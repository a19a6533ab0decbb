//! Configuration loading from TOML files
//!
//! Config file is selected via:
//! 1. --config <path> command line argument
//! 2. CONFIG_FILE environment variable
//! 3. Default: config/dev.toml

use crate::domain::{NewSector, PlacementStrategy};
use anyhow::Context;
use serde::Deserialize;
use std::env;
use std::fs;
use std::path::Path;

#[derive(Debug, Clone, Deserialize, Default)]
pub struct SiteConfig {
    /// Deployment identifier used as a metrics label
    #[serde(default = "default_site_id")]
    pub id: String,
}

fn default_site_id() -> String {
    "parking".to_string()
}

#[derive(Debug, Clone, Deserialize)]
pub struct AllocationConfig {
    /// Sector selections attempted before giving up with "no available place"
    #[serde(default = "default_max_attempts")]
    pub max_attempts: u32,
    /// Retries of a version-checked write (place release, reservation update)
    #[serde(default = "default_max_commit_retries")]
    pub max_commit_retries: u32,
}

fn default_max_attempts() -> u32 {
    8
}

fn default_max_commit_retries() -> u32 {
    16
}

impl Default for AllocationConfig {
    fn default() -> Self {
        Self { max_attempts: default_max_attempts(), max_commit_retries: default_max_commit_retries() }
    }
}

#[derive(Debug, Clone, Deserialize)]
pub struct SweeperConfig {
    #[serde(default = "default_true")]
    pub enabled: bool,
    /// Reservations older than this are force-ended
    #[serde(default = "default_max_reservation_hours")]
    pub max_reservation_hours: u64,
    #[serde(default = "default_sweep_interval")]
    pub interval_secs: u64,
    #[serde(default = "default_sweep_initial_delay")]
    pub initial_delay_secs: u64,
}

fn default_true() -> bool {
    true
}

fn default_max_reservation_hours() -> u64 {
    24
}

fn default_sweep_interval() -> u64 {
    300
}

fn default_sweep_initial_delay() -> u64 {
    60
}

impl Default for SweeperConfig {
    fn default() -> Self {
        Self {
            enabled: true,
            max_reservation_hours: default_max_reservation_hours(),
            interval_secs: default_sweep_interval(),
            initial_delay_secs: default_sweep_initial_delay(),
        }
    }
}

#[derive(Debug, Clone, Deserialize)]
pub struct MetricsConfig {
    #[serde(default = "default_metrics_interval")]
    pub interval_secs: u64,
    /// Prometheus metrics HTTP port (0 to disable)
    #[serde(default = "default_prometheus_port")]
    pub prometheus_port: u16,
}

fn default_metrics_interval() -> u64 {
    10
}

fn default_prometheus_port() -> u16 {
    9090
}

impl Default for MetricsConfig {
    fn default() -> Self {
        Self { interval_secs: default_metrics_interval(), prometheus_port: default_prometheus_port() }
    }
}

#[derive(Debug, Clone, Deserialize)]
pub struct AuditConfig {
    #[serde(default = "default_true")]
    pub enabled: bool,
    /// File path for lifecycle notices (JSONL format)
    #[serde(default = "default_audit_file")]
    pub file: String,
    /// Notice channel capacity; notices beyond it are dropped and counted
    #[serde(default = "default_audit_buffer")]
    pub buffer: usize,
}

fn default_audit_file() -> String {
    "parking-events.jsonl".to_string()
}

fn default_audit_buffer() -> usize {
    1024
}

impl Default for AuditConfig {
    fn default() -> Self {
        Self { enabled: true, file: default_audit_file(), buffer: default_audit_buffer() }
    }
}

/// A facility to create at startup
#[derive(Debug, Clone, Deserialize)]
pub struct FacilityConfig {
    pub city: String,
    pub zip_code: String,
    pub street: String,
    #[serde(default)]
    pub strategy: PlacementStrategy,
    #[serde(default)]
    pub sectors: Vec<NewSector>,
}

#[derive(Debug, Clone, Deserialize)]
pub struct TomlConfig {
    #[serde(default)]
    pub site: SiteConfig,
    #[serde(default)]
    pub allocation: AllocationConfig,
    #[serde(default)]
    pub sweeper: SweeperConfig,
    #[serde(default)]
    pub metrics: MetricsConfig,
    #[serde(default)]
    pub audit: AuditConfig,
    #[serde(default)]
    pub facilities: Vec<FacilityConfig>,
}

/// Main configuration struct used throughout the application
#[derive(Debug, Clone)]
pub struct Config {
    site_id: String,
    max_allocation_attempts: u32,
    max_commit_retries: u32,
    sweeper_enabled: bool,
    max_reservation_hours: u64,
    sweep_interval_secs: u64,
    sweep_initial_delay_secs: u64,
    metrics_interval_secs: u64,
    prometheus_port: u16,
    audit_enabled: bool,
    audit_file: String,
    audit_buffer: usize,
    facilities: Vec<FacilityConfig>,
    config_file: String,
}

impl Default for Config {
    fn default() -> Self {
        Self {
            site_id: default_site_id(),
            max_allocation_attempts: default_max_attempts(),
            max_commit_retries: default_max_commit_retries(),
            sweeper_enabled: true,
            max_reservation_hours: default_max_reservation_hours(),
            sweep_interval_secs: default_sweep_interval(),
            sweep_initial_delay_secs: default_sweep_initial_delay(),
            metrics_interval_secs: default_metrics_interval(),
            prometheus_port: default_prometheus_port(),
            audit_enabled: true,
            audit_file: default_audit_file(),
            audit_buffer: default_audit_buffer(),
            facilities: Vec::new(),
            config_file: "default".to_string(),
        }
    }
}

impl Config {
    /// Determine config file path from args or environment
    pub fn resolve_config_path(args: &[String]) -> String {
        // Check for --config argument
        for (i, arg) in args.iter().enumerate() {
            if arg == "--config" {
                if let Some(path) = args.get(i + 1) {
                    return path.clone();
                }
            }
            if let Some(path) = arg.strip_prefix("--config=") {
                return path.to_string();
            }
        }

        if let Ok(path) = env::var("CONFIG_FILE") {
            return path;
        }

        "config/dev.toml".to_string()
    }

    /// Load configuration from a TOML file
    pub fn from_file<P: AsRef<Path>>(path: P) -> anyhow::Result<Self> {
        let path = path.as_ref();
        let content = fs::read_to_string(path)
            .with_context(|| format!("Failed to read config file {}", path.display()))?;

        let toml_config: TomlConfig = toml::from_str(&content)
            .with_context(|| format!("Failed to parse config file {}", path.display()))?;

        Ok(Self {
            site_id: toml_config.site.id,
            max_allocation_attempts: toml_config.allocation.max_attempts.max(1),
            max_commit_retries: toml_config.allocation.max_commit_retries.max(1),
            sweeper_enabled: toml_config.sweeper.enabled,
            max_reservation_hours: toml_config.sweeper.max_reservation_hours,
            sweep_interval_secs: toml_config.sweeper.interval_secs.max(1),
            sweep_initial_delay_secs: toml_config.sweeper.initial_delay_secs,
            metrics_interval_secs: toml_config.metrics.interval_secs.max(1),
            prometheus_port: toml_config.metrics.prometheus_port,
            audit_enabled: toml_config.audit.enabled,
            audit_file: toml_config.audit.file,
            audit_buffer: toml_config.audit.buffer.max(1),
            facilities: toml_config.facilities,
            config_file: path.display().to_string(),
        })
    }

    /// Load configuration from the path resolved out of `args`
    pub fn load(args: &[String]) -> Self {
        Self::load_from_path(&Self::resolve_config_path(args))
    }

    /// Load configuration - tries the TOML file first, falls back to defaults
    pub fn load_from_path(path: &str) -> Self {
        match Self::from_file(path) {
            Ok(config) => config,
            Err(e) => {
                eprintln!("Warning: {:#}. Using defaults.", e);
                Self::default()
            }
        }
    }

    pub fn site_id(&self) -> &str {
        &self.site_id
    }

    pub fn max_allocation_attempts(&self) -> u32 {
        self.max_allocation_attempts
    }

    pub fn max_commit_retries(&self) -> u32 {
        self.max_commit_retries
    }

    pub fn sweeper_enabled(&self) -> bool {
        self.sweeper_enabled
    }

    pub fn max_reservation_hours(&self) -> u64 {
        self.max_reservation_hours
    }

    /// Maximum reservation lifetime before the sweep force-ends it
    pub fn max_reservation_duration(&self) -> chrono::Duration {
        let hours = i64::try_from(self.max_reservation_hours).unwrap_or(i64::MAX / 3600);
        chrono::Duration::try_hours(hours).unwrap_or(chrono::Duration::MAX)
    }

    pub fn sweep_interval_secs(&self) -> u64 {
        self.sweep_interval_secs
    }

    pub fn sweep_initial_delay_secs(&self) -> u64 {
        self.sweep_initial_delay_secs
    }

    pub fn metrics_interval_secs(&self) -> u64 {
        self.metrics_interval_secs
    }

    pub fn prometheus_port(&self) -> u16 {
        self.prometheus_port
    }

    pub fn audit_enabled(&self) -> bool {
        self.audit_enabled
    }

    pub fn audit_file(&self) -> &str {
        &self.audit_file
    }

    pub fn audit_buffer(&self) -> usize {
        self.audit_buffer
    }

    pub fn facilities(&self) -> &[FacilityConfig] {
        &self.facilities
    }

    pub fn config_file(&self) -> &str {
        &self.config_file
    }

    /// Builder method for tests to set the allocation retry bound
    pub fn with_max_allocation_attempts(mut self, attempts: u32) -> Self {
        self.max_allocation_attempts = attempts.max(1);
        self
    }

    /// Builder method for tests to set the commit retry bound
    pub fn with_max_commit_retries(mut self, retries: u32) -> Self {
        self.max_commit_retries = retries.max(1);
        self
    }

    /// Builder method for tests to set the maximum reservation lifetime
    pub fn with_max_reservation_hours(mut self, hours: u64) -> Self {
        self.max_reservation_hours = hours;
        self
    }
}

□ □ □ □ □

- [Work task]: Only the lines that contain the string "SweeperConfig" should be copied from the entries above.

- [Answer for this exercise]:
pub struct SweeperConfig {
impl Default for SweeperConfig {
    pub sweeper: SweeperConfig,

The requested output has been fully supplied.